## Exercise goal:
Would you copy every line of the listing below that includes the word "second"?

________________

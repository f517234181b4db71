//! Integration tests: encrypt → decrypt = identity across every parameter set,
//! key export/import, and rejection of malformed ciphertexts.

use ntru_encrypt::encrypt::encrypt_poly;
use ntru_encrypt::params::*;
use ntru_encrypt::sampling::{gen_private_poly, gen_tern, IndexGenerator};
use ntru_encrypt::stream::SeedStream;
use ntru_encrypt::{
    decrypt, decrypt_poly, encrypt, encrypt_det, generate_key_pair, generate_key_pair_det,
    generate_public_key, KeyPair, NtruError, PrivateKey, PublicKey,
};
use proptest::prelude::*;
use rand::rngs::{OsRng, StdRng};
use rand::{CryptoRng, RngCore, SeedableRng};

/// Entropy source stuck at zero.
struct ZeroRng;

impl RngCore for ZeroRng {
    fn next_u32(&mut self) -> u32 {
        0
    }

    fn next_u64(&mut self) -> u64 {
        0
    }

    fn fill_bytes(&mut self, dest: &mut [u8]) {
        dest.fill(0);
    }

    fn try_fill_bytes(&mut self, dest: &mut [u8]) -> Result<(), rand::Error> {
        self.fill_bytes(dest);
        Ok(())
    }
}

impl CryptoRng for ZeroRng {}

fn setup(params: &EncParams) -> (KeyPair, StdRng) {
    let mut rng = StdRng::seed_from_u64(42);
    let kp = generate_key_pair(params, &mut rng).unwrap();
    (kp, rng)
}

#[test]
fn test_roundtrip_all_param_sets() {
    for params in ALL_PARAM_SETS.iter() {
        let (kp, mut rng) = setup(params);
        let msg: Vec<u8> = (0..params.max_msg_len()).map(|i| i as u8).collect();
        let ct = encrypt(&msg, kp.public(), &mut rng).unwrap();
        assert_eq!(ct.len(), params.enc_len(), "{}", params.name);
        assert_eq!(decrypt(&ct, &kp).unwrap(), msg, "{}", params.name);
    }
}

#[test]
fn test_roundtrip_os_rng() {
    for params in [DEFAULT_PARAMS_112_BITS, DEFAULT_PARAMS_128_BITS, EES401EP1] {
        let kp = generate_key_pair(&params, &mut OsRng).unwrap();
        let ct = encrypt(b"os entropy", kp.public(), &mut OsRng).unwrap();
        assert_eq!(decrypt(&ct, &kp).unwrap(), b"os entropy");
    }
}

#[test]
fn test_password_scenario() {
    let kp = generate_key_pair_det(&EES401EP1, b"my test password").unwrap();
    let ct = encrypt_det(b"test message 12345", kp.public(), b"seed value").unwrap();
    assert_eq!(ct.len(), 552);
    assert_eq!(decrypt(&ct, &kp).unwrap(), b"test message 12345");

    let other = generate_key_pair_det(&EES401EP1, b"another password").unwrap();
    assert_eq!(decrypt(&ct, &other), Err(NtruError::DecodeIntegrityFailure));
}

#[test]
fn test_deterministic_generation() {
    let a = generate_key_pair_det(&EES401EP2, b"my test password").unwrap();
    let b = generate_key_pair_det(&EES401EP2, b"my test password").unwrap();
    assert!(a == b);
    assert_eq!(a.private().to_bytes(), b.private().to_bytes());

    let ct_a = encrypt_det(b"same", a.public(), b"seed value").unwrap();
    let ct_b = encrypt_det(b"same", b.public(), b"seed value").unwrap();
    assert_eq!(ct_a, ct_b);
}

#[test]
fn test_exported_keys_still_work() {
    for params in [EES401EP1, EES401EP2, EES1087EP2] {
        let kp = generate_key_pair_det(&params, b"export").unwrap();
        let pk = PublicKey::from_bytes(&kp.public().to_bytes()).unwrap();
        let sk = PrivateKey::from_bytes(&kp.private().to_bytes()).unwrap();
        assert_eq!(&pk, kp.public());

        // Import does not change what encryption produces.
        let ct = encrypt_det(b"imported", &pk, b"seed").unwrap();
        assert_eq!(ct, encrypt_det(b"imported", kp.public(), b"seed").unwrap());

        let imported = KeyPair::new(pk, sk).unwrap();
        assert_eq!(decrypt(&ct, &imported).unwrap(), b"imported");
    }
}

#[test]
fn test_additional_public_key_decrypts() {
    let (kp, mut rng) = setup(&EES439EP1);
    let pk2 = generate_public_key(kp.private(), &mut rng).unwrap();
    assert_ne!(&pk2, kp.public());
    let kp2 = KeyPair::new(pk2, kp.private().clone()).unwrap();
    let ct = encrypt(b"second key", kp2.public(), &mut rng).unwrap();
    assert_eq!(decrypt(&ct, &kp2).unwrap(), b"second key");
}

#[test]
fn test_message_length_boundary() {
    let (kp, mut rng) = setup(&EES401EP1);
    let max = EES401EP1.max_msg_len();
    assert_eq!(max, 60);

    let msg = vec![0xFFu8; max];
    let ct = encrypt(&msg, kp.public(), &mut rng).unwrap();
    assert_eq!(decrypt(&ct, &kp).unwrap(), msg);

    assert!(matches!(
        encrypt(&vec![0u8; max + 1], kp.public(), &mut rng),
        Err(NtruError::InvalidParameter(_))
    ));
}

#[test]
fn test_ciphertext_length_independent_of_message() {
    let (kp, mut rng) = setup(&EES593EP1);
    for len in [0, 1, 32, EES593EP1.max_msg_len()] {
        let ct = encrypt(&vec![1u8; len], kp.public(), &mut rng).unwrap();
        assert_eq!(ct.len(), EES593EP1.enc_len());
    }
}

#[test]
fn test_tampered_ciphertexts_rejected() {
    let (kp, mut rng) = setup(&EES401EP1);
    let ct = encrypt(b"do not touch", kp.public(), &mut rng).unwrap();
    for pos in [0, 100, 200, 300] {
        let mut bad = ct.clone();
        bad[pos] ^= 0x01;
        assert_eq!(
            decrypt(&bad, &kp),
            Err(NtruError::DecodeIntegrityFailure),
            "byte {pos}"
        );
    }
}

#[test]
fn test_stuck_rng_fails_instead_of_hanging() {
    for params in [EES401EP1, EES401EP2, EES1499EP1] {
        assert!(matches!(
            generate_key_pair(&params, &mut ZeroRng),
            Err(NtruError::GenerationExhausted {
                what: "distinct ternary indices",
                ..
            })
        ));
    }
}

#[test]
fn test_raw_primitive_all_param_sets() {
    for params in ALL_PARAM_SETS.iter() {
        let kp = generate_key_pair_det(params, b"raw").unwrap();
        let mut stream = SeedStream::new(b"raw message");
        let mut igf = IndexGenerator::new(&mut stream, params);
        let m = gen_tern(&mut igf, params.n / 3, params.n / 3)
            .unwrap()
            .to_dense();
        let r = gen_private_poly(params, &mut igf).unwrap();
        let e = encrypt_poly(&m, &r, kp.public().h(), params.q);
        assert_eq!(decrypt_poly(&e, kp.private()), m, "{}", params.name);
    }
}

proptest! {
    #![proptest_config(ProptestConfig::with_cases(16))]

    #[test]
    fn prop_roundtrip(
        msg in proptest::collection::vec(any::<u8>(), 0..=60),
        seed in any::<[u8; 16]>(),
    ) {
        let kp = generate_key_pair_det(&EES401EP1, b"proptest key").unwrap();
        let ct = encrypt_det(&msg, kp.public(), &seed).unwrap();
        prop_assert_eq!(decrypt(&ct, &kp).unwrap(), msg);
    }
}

________________

## Solution to the exercise:
    let ct = encrypt(b"second key", kp2.public(), &mut rng).unwrap();
    assert_eq!(decrypt(&ct, &kp2).unwrap(), b"second key");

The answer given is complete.